_Stored data entries_:
══════

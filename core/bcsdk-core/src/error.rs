//! Error types for bcsdk-core operations.
//!
//! Public entry points of the lifecycle manager, the CSID bootstrap and the SDK
//! adapters never return these to the page; they log them and hand back an
//! outcome value instead. Lower layers (storage, configuration) use `Result`.

use std::path::PathBuf;

// ═══════════════════════════════════════════════════════════════════════════════
// Collaborator fault (returned by SDK globals)
// ═══════════════════════════════════════════════════════════════════════════════

/// Failure raised by an SDK global while handling a call.
///
/// The SDK is an opaque collaborator, so all we keep is its message.
#[derive(Debug, Clone, PartialEq, Eq, thiserror::Error)]
#[error("{message}")]
pub struct SdkFault {
    pub message: String,
}

impl SdkFault {
    pub fn new(message: impl Into<String>) -> Self {
        SdkFault {
            message: message.into(),
        }
    }
}

impl From<String> for SdkFault {
    fn from(message: String) -> Self {
        SdkFault { message }
    }
}

impl From<&str> for SdkFault {
    fn from(message: &str) -> Self {
        SdkFault::new(message)
    }
}

// ═══════════════════════════════════════════════════════════════════════════════
// Internal Error
// ═══════════════════════════════════════════════════════════════════════════════

#[derive(Debug, thiserror::Error)]
pub enum BridgeError {
    // ─────────────────────────────────────────────────────────────────────
    // Tab Storage Errors
    // ─────────────────────────────────────────────────────────────────────
    #[error("Tab storage unavailable: {0}")]
    StorageUnavailable(String),

    #[error("Tab storage read failed: {key}: {details}")]
    StorageRead { key: String, details: String },

    #[error("Tab storage write failed: {key}: {details}")]
    StorageWrite { key: String, details: String },

    // ─────────────────────────────────────────────────────────────────────
    // Session Record Errors
    // ─────────────────────────────────────────────────────────────────────
    #[error("Session record encoding failed: {source}")]
    RecordEncode {
        #[source]
        source: serde_json::Error,
    },

    // ─────────────────────────────────────────────────────────────────────
    // SDK Errors
    // ─────────────────────────────────────────────────────────────────────
    #[error("SDK global does not exist: {global}")]
    SdkMissing { global: String },

    #[error("SDK call failed: {operation}: {source}")]
    SdkCall {
        operation: String,
        #[source]
        source: SdkFault,
    },

    // ─────────────────────────────────────────────────────────────────────
    // Configuration Errors
    // ─────────────────────────────────────────────────────────────────────
    #[error("Configuration file unreadable: {path}: {source}")]
    ConfigRead {
        path: PathBuf,
        #[source]
        source: std::io::Error,
    },

    #[error("Configuration file malformed: {path}: {details}")]
    ConfigParse { path: PathBuf, details: String },

    #[error("Home directory not found")]
    HomeDirNotFound,
}

pub type Result<T> = std::result::Result<T, BridgeError>;
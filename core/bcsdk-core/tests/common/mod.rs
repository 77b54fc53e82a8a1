//! Shared fixtures for integration tests.
#![allow(dead_code)]

use std::rc::Rc;
use std::sync::{Arc, Mutex};

use bcsdk_core::sdk::{RecordingBcClient, RecordingSink, WindowCdApi};
use bcsdk_core::{
    ClientConfig, DirectAdapter, EventLoop, HybridAdapter, MemoryStorage, SdkGlobals,
    SessionConfig, SessionManager,
};
use chrono::{DateTime, TimeZone, Utc};
use tracing::field::{Field, Visit};
use tracing::{Event, Level, Subscriber};
use tracing_subscriber::layer::{Context, SubscriberExt};
use tracing_subscriber::{Layer, Registry};

// ─────────────────────────────────────────────────────────────────────────────
// Log capture
// ─────────────────────────────────────────────────────────────────────────────

#[derive(Debug, Clone)]
pub struct CapturedEvent {
    pub level: Level,
    pub message: String,
}

/// Layer that keeps every event's level and message.
#[derive(Clone, Default)]
pub struct LogCapture {
    events: Arc<Mutex<Vec<CapturedEvent>>>,
}

impl LogCapture {
    pub fn count(&self, level: Level) -> usize {
        self.events
            .lock()
            .unwrap()
            .iter()
            .filter(|event| event.level == level)
            .count()
    }

    pub fn messages(&self, level: Level) -> Vec<String> {
        self.events
            .lock()
            .unwrap()
            .iter()
            .filter(|event| event.level == level)
            .map(|event| event.message.clone())
            .collect()
    }
}

struct MessageVisitor<'a>(&'a mut String);

impl Visit for MessageVisitor<'_> {
    fn record_debug(&mut self, field: &Field, value: &dyn std::fmt::Debug) {
        if field.name() == "message" {
            *self.0 = format!("{:?}", value);
        }
    }
}

impl<S: Subscriber> Layer<S> for LogCapture {
    fn on_event(&self, event: &Event<'_>, _ctx: Context<'_, S>) {
        let mut message = String::new();
        event.record(&mut MessageVisitor(&mut message));
        self.events.lock().unwrap().push(CapturedEvent {
            level: *event.metadata().level(),
            message,
        });
    }
}

/// Runs `f` with a capturing subscriber as the thread default.
pub fn capture_logs<T>(f: impl FnOnce() -> T) -> (T, LogCapture) {
    let capture = LogCapture::default();
    let subscriber = Registry::default().with(capture.clone());
    let result = tracing::subscriber::with_default(subscriber, f);
    (result, capture)
}

// ─────────────────────────────────────────────────────────────────────────────
// Pages
// ─────────────────────────────────────────────────────────────────────────────

pub fn epoch() -> DateTime<Utc> {
    Utc.timestamp_opt(1_700_000_000, 0).unwrap()
}

/// A standalone tab with `cdApi` installed.
pub struct DirectPage {
    pub globals: SdkGlobals,
    pub sink: RecordingSink,
    pub storage: MemoryStorage,
    pub event_loop: EventLoop,
    pub manager: SessionManager,
}

impl DirectPage {
    pub fn new(config: &SessionConfig) -> Self {
        Self::with_storage(config, MemoryStorage::new())
    }

    pub fn with_storage(config: &SessionConfig, storage: MemoryStorage) -> Self {
        let globals = SdkGlobals::new();
        let sink = RecordingSink::new();
        globals.install_cd_api(Rc::new(WindowCdApi::new(
            Rc::new(sink.clone()),
            "https://localhost",
            ClientConfig::default().direct_configuration(),
        )));
        let event_loop = EventLoop::starting_at(epoch());
        let manager = SessionManager::new(
            config,
            Rc::new(storage.clone()),
            Rc::new(DirectAdapter::new(globals.clone())),
            event_loop.clone(),
        );
        DirectPage {
            globals,
            sink,
            storage,
            event_loop,
            manager,
        }
    }

    pub fn pushed_ids(&self) -> Vec<String> {
        self.sink
            .messages()
            .into_iter()
            .filter_map(|message| match message {
                bcsdk_protocol::OutboundMessage::SetCsid { csid } => Some(csid),
                _ => None,
            })
            .collect()
    }
}

/// A page inside the native shell with `bcClient` and its configuration installed.
pub fn hybrid_globals() -> (SdkGlobals, RecordingBcClient, HybridAdapter) {
    let globals = SdkGlobals::new();
    let client = RecordingBcClient::new();
    globals.install_bc_client(Rc::new(client.clone()));
    globals.install_client_configuration(ClientConfig::default().hybrid_configuration());
    let adapter = HybridAdapter::new(globals.clone());
    (globals, client, adapter)
}
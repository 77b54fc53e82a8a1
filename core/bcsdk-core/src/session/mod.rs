//! Session lifecycle
//!
//! One tracking session per tab, persisted in tab storage so it survives reloads.
//!
//! ```text
//! page load → SessionManager::initialize_application
//!               ├─ stored record fresh  → restore id, push to SDK
//!               └─ absent / stale       → start_new_session (push after grace delay)
//!             then: expiry sweep armed, activity hooks live
//! ```
//!
//! # Module Structure
//!
//! - [`record`]: the persisted [`SessionRecord`] and id generation
//! - [`store`]: [`SessionStore`], the record under a single tab-storage key
//! - [`manager`]: [`SessionManager`], the state machine over store, SDK and timers
//!
//! A record is fresh while `now - lastActivity <= timeout` (30 minutes by default).

mod manager;
mod record;
mod store;

pub use manager::{InitOutcome, PageEvent, SessionManager};
pub use record::{generate_csid, SessionRecord};
pub use store::{is_valid, SessionStore};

══════

_TASK GOAL_:
Going line by line, copy the data above exactly.

_COMPLETED TASK_:
filename core/bcsdk-core/src/error.rs
//! Error types for bcsdk-core operations.
//!
//! Public entry points of the lifecycle manager, the CSID bootstrap and the SDK
//! adapters never return these to the page; they log them and hand back an
//! outcome value instead. Lower layers (storage, configuration) use `Result`.

use std::path::PathBuf;

// ═══════════════════════════════════════════════════════════════════════════════
// Collaborator fault (returned by SDK globals)
// ═══════════════════════════════════════════════════════════════════════════════

/// Failure raised by an SDK global while handling a call.
///
/// The SDK is an opaque collaborator, so all we keep is its message.
#[derive(Debug, Clone, PartialEq, Eq, thiserror::Error)]
#[error("{message}")]
pub struct SdkFault {
    pub message: String,
}

impl SdkFault {
    pub fn new(message: impl Into<String>) -> Self {
        SdkFault {
            message: message.into(),
        }
    }
}

impl From<String> for SdkFault {
    fn from(message: String) -> Self {
        SdkFault { message }
    }
}

impl From<&str> for SdkFault {
    fn from(message: &str) -> Self {
        SdkFault::new(message)
    }
}

// ═══════════════════════════════════════════════════════════════════════════════
// Internal Error
// ═══════════════════════════════════════════════════════════════════════════════

#[derive(Debug, thiserror::Error)]
pub enum BridgeError {
    // ─────────────────────────────────────────────────────────────────────
    // Tab Storage Errors
    // ─────────────────────────────────────────────────────────────────────
    #[error("Tab storage unavailable: {0}")]
    StorageUnavailable(String),

    #[error("Tab storage read failed: {key}: {details}")]
    StorageRead { key: String, details: String },

    #[error("Tab storage write failed: {key}: {details}")]
    StorageWrite { key: String, details: String },

    // ─────────────────────────────────────────────────────────────────────
    // Session Record Errors
    // ─────────────────────────────────────────────────────────────────────
    #[error("Session record encoding failed: {source}")]
    RecordEncode {
        #[source]
        source: serde_json::Error,
    },

    // ─────────────────────────────────────────────────────────────────────
    // SDK Errors
    // ─────────────────────────────────────────────────────────────────────
    #[error("SDK global does not exist: {global}")]
    SdkMissing { global: String },

    #[error("SDK call failed: {operation}: {source}")]
    SdkCall {
        operation: String,
        #[source]
        source: SdkFault,
    },

    // ─────────────────────────────────────────────────────────────────────
    // Configuration Errors
    // ─────────────────────────────────────────────────────────────────────
    #[error("Configuration file unreadable: {path}: {source}")]
    ConfigRead {
        path: PathBuf,
        #[source]
        source: std::io::Error,
    },

    #[error("Configuration file malformed: {path}: {details}")]
    ConfigParse { path: PathBuf, details: String },

    #[error("Home directory not found")]
    HomeDirNotFound,
}

pub type Result<T> = std::result::Result<T, BridgeError>;
filename core/bcsdk-core/tests/common/mod.rs
repository 77b54fc53e82a8a1
//! Shared fixtures for integration tests.
#![allow(dead_code)]

use std::rc::Rc;
use std::sync::{Arc, Mutex};

use bcsdk_core::sdk::{RecordingBcClient, RecordingSink, WindowCdApi};
use bcsdk_core::{
    ClientConfig, DirectAdapter, EventLoop, HybridAdapter, MemoryStorage, SdkGlobals,
    SessionConfig, SessionManager,
};
use chrono::{DateTime, TimeZone, Utc};
use tracing::field::{Field, Visit};
use tracing::{Event, Level, Subscriber};
use tracing_subscriber::layer::{Context, SubscriberExt};
use tracing_subscriber::{Layer, Registry};

// ─────────────────────────────────────────────────────────────────────────────
// Log capture
// ─────────────────────────────────────────────────────────────────────────────

#[derive(Debug, Clone)]
pub struct CapturedEvent {
    pub level: Level,
    pub message: String,
}

/// Layer that keeps every event's level and message.
#[derive(Clone, Default)]
pub struct LogCapture {
    events: Arc<Mutex<Vec<CapturedEvent>>>,
}

impl LogCapture {
    pub fn count(&self, level: Level) -> usize {
        self.events
            .lock()
            .unwrap()
            .iter()
            .filter(|event| event.level == level)
            .count()
    }

    pub fn messages(&self, level: Level) -> Vec<String> {
        self.events
            .lock()
            .unwrap()
            .iter()
            .filter(|event| event.level == level)
            .map(|event| event.message.clone())
            .collect()
    }
}

struct MessageVisitor<'a>(&'a mut String);

impl Visit for MessageVisitor<'_> {
    fn record_debug(&mut self, field: &Field, value: &dyn std::fmt::Debug) {
        if field.name() == "message" {
            *self.0 = format!("{:?}", value);
        }
    }
}

impl<S: Subscriber> Layer<S> for LogCapture {
    fn on_event(&self, event: &Event<'_>, _ctx: Context<'_, S>) {
        let mut message = String::new();
        event.record(&mut MessageVisitor(&mut message));
        self.events.lock().unwrap().push(CapturedEvent {
            level: *event.metadata().level(),
            message,
        });
    }
}

/// Runs `f` with a capturing subscriber as the thread default.
pub fn capture_logs<T>(f: impl FnOnce() -> T) -> (T, LogCapture) {
    let capture = LogCapture::default();
    let subscriber = Registry::default().with(capture.clone());
    let result = tracing::subscriber::with_default(subscriber, f);
    (result, capture)
}

// ─────────────────────────────────────────────────────────────────────────────
// Pages
// ─────────────────────────────────────────────────────────────────────────────

pub fn epoch() -> DateTime<Utc> {
    Utc.timestamp_opt(1_700_000_000, 0).unwrap()
}

/// A standalone tab with `cdApi` installed.
pub struct DirectPage {
    pub globals: SdkGlobals,
    pub sink: RecordingSink,
    pub storage: MemoryStorage,
    pub event_loop: EventLoop,
    pub manager: SessionManager,
}

impl DirectPage {
    pub fn new(config: &SessionConfig) -> Self {
        Self::with_storage(config, MemoryStorage::new())
    }

    pub fn with_storage(config: &SessionConfig, storage: MemoryStorage) -> Self {
        let globals = SdkGlobals::new();
        let sink = RecordingSink::new();
        globals.install_cd_api(Rc::new(WindowCdApi::new(
            Rc::new(sink.clone()),
            "https://localhost",
            ClientConfig::default().direct_configuration(),
        )));
        let event_loop = EventLoop::starting_at(epoch());
        let manager = SessionManager::new(
            config,
            Rc::new(storage.clone()),
            Rc::new(DirectAdapter::new(globals.clone())),
            event_loop.clone(),
        );
        DirectPage {
            globals,
            sink,
            storage,
            event_loop,
            manager,
        }
    }

    pub fn pushed_ids(&self) -> Vec<String> {
        self.sink
            .messages()
            .into_iter()
            .filter_map(|message| match message {
                bcsdk_protocol::OutboundMessage::SetCsid { csid } => Some(csid),
                _ => None,
            })
            .collect()
    }
}

/// A page inside the native shell with `bcClient` and its configuration installed.
pub fn hybrid_globals() -> (SdkGlobals, RecordingBcClient, HybridAdapter) {
    let globals = SdkGlobals::new();
    let client = RecordingBcClient::new();
    globals.install_bc_client(Rc::new(client.clone()));
    globals.install_client_configuration(ClientConfig::default().hybrid_configuration());
    let adapter = HybridAdapter::new(globals.clone());
    (globals, client, adapter)
}
repository 77b54fc53e82a8a1
filename core/bcsdk-core/src/session/mod.rs
//! Session lifecycle
//!
//! One tracking session per tab, persisted in tab storage so it survives reloads.
//!
//! ```text
//! page load → SessionManager::initialize_application
//!               ├─ stored record fresh  → restore id, push to SDK
//!               └─ absent / stale       → start_new_session (push after grace delay)
//!             then: expiry sweep armed, activity hooks live
//! ```
//!
//! # Module Structure
//!
//! - [`record`]: the persisted [`SessionRecord`] and id generation
//! - [`store`]: [`SessionStore`], the record under a single tab-storage key
//! - [`manager`]: [`SessionManager`], the state machine over store, SDK and timers
//!
//! A record is fresh while `now - lastActivity <= timeout` (30 minutes by default).

mod manager;
mod record;
mod store;

pub use manager::{InitOutcome, PageEvent, SessionManager};
pub use record::{generate_csid, SessionRecord};
pub use store::{is_valid, SessionStore};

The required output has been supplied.